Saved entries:

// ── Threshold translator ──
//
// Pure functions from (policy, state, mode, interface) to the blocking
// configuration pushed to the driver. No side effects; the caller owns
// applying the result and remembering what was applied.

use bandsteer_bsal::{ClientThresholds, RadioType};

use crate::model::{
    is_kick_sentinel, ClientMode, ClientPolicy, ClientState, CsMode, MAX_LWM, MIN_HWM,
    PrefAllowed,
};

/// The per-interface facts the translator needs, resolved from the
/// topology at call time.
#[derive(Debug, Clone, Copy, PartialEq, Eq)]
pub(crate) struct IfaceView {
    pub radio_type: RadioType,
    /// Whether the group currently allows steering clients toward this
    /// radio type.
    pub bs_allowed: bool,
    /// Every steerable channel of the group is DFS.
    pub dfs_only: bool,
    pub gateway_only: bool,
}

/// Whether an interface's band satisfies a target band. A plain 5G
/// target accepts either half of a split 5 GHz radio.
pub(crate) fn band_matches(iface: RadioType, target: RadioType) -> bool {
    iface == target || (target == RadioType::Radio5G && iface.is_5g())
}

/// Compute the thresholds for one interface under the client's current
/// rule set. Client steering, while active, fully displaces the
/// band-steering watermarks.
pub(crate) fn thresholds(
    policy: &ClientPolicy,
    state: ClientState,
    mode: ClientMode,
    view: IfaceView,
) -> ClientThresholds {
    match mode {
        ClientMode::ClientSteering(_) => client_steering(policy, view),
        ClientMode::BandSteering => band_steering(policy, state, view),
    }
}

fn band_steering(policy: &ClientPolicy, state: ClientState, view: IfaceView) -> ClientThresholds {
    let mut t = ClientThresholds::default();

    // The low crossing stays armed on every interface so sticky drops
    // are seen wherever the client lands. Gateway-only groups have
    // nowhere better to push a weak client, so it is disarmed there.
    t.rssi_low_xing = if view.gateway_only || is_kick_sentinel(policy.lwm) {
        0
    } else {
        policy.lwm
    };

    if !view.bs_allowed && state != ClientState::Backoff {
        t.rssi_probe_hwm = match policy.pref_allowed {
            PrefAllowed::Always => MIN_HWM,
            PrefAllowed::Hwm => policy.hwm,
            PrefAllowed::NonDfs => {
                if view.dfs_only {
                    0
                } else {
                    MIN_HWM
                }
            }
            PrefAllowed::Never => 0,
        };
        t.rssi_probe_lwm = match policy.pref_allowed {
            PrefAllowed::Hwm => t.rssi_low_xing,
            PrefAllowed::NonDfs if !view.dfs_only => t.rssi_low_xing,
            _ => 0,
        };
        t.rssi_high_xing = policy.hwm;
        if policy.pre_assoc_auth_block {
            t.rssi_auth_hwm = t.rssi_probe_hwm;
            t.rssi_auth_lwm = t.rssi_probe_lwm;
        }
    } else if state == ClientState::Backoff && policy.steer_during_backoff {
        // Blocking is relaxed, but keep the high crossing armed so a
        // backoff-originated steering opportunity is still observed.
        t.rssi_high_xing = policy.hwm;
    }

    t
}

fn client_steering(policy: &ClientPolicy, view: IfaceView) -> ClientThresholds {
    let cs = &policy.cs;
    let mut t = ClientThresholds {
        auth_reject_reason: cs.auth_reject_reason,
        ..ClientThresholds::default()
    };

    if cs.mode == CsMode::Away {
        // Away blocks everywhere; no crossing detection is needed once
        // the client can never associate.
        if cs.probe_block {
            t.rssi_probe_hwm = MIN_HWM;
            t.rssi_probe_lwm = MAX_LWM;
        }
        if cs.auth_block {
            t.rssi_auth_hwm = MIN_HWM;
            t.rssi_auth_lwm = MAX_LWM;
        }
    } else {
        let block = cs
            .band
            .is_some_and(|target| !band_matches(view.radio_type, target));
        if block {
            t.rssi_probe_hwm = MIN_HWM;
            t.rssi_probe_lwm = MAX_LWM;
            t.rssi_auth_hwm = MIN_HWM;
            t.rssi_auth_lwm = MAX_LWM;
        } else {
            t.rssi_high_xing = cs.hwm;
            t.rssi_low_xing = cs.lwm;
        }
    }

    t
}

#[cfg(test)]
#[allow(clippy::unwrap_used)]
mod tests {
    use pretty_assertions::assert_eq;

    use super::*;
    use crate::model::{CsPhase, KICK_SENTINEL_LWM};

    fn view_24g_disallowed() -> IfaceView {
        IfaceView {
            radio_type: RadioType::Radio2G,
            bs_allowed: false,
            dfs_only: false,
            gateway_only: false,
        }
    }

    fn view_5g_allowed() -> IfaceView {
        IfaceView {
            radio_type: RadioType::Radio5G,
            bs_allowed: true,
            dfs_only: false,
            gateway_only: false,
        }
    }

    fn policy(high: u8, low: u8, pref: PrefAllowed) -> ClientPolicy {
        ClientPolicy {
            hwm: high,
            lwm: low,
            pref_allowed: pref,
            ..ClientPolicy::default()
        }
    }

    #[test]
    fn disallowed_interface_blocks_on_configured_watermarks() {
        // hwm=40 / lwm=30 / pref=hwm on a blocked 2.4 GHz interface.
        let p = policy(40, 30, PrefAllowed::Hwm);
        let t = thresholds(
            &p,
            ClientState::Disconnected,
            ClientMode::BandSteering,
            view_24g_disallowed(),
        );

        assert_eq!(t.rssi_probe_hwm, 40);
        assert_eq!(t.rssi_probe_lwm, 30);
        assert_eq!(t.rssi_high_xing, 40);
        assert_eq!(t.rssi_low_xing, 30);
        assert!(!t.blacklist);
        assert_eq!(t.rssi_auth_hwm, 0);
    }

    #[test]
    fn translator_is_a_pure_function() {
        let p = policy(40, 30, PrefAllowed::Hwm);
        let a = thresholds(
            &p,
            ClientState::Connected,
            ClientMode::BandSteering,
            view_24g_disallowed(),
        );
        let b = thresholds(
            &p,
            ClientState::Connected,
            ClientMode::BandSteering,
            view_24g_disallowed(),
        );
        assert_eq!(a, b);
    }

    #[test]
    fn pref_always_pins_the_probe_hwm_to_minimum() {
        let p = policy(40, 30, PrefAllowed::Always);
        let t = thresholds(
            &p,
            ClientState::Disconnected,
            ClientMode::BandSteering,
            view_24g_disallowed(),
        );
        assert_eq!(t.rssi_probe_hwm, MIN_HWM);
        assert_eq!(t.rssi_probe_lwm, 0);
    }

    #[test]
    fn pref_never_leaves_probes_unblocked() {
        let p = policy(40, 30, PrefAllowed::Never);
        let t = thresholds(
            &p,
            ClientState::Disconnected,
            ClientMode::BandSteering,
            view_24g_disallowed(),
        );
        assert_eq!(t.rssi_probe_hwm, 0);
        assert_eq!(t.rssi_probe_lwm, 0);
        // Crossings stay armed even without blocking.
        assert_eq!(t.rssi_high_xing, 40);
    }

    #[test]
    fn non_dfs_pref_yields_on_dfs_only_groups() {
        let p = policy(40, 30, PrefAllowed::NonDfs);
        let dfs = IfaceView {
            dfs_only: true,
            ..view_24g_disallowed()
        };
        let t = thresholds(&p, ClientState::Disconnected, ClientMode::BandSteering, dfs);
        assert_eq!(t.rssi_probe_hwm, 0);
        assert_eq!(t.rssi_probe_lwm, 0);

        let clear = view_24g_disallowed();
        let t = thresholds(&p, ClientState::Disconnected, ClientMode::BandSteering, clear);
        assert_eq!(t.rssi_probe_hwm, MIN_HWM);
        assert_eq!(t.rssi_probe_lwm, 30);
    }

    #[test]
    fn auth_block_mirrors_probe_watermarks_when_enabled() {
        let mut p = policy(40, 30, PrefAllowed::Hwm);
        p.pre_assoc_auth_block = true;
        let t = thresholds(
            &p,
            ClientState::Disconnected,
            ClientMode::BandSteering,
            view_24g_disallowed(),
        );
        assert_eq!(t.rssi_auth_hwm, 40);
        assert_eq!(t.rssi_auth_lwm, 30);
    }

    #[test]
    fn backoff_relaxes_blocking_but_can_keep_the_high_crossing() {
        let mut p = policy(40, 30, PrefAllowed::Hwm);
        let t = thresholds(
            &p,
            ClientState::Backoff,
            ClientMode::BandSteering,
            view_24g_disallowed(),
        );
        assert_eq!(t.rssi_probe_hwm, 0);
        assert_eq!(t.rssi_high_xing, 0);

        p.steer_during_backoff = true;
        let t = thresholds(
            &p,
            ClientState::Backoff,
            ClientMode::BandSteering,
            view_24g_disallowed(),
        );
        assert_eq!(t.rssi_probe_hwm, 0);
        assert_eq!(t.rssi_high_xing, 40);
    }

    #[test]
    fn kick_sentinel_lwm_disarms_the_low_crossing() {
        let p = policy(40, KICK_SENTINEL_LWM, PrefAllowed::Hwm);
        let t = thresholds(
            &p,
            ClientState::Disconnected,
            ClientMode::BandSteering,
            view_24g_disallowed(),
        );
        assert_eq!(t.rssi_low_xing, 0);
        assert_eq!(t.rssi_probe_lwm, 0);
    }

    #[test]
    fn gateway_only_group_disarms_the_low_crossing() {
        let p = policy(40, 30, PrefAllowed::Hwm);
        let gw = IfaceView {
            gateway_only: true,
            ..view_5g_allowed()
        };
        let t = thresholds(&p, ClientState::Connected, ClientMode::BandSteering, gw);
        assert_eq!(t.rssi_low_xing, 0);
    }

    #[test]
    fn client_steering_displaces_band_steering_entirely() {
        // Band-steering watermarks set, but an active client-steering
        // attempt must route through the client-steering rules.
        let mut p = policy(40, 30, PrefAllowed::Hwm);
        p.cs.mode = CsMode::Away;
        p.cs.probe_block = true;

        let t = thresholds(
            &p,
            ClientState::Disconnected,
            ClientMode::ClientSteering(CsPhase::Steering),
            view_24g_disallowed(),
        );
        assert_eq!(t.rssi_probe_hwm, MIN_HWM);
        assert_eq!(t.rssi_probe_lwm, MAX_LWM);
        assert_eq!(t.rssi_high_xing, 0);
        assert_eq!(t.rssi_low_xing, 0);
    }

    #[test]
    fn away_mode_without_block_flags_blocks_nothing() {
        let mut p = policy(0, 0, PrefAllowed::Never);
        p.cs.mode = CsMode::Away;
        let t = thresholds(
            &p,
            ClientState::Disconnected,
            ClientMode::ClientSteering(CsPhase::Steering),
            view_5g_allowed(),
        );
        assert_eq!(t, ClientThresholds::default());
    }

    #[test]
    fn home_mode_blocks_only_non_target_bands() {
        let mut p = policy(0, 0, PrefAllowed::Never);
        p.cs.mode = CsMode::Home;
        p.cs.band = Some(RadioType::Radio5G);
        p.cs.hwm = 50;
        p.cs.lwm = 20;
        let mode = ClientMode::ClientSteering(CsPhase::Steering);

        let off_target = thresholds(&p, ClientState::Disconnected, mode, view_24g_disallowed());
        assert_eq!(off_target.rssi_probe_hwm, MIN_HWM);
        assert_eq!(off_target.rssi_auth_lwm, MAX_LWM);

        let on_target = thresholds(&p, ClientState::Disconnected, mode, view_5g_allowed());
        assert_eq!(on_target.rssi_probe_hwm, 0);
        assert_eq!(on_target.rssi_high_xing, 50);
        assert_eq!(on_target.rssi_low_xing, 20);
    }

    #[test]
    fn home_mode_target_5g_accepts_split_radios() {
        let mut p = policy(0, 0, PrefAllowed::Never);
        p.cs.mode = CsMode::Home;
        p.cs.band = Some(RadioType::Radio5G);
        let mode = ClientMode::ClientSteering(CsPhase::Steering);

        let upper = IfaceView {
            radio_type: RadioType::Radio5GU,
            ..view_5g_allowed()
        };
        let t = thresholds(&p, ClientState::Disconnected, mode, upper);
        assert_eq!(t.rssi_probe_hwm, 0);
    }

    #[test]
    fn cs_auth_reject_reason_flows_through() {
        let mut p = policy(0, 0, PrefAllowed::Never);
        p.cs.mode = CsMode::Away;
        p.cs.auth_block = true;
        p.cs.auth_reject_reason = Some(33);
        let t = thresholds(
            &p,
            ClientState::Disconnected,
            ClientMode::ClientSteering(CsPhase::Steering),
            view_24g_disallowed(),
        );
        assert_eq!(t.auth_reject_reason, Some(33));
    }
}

_What the task requires_. Reproduce the lines from the one containing "ClientState::Disconnected, mode, view_5g_allowed());" to the end of the entries, keeping both ends and adding nothing.

_Response to this exercise_.
        let on_target = thresholds(&p, ClientState::Disconnected, mode, view_5g_allowed());
        assert_eq!(on_target.rssi_probe_hwm, 0);
        assert_eq!(on_target.rssi_high_xing, 50);
        assert_eq!(on_target.rssi_low_xing, 20);
    }

    #[test]
    fn home_mode_target_5g_accepts_split_radios() {
        let mut p = policy(0, 0, PrefAllowed::Never);
        p.cs.mode = CsMode::Home;
        p.cs.band = Some(RadioType::Radio5G);
        let mode = ClientMode::ClientSteering(CsPhase::Steering);

        let upper = IfaceView {
            radio_type: RadioType::Radio5GU,
            ..view_5g_allowed()
        };
        let t = thresholds(&p, ClientState::Disconnected, mode, upper);
        assert_eq!(t.rssi_probe_hwm, 0);
    }

    #[test]
    fn cs_auth_reject_reason_flows_through() {
        let mut p = policy(0, 0, PrefAllowed::Never);
        p.cs.mode = CsMode::Away;
        p.cs.auth_block = true;
        p.cs.auth_reject_reason = Some(33);
        let t = thresholds(
            &p,
            ClientState::Disconnected,
            ClientMode::ClientSteering(CsPhase::Steering),
            view_24g_disallowed(),
        );
        assert_eq!(t.auth_reject_reason, Some(33));
    }
}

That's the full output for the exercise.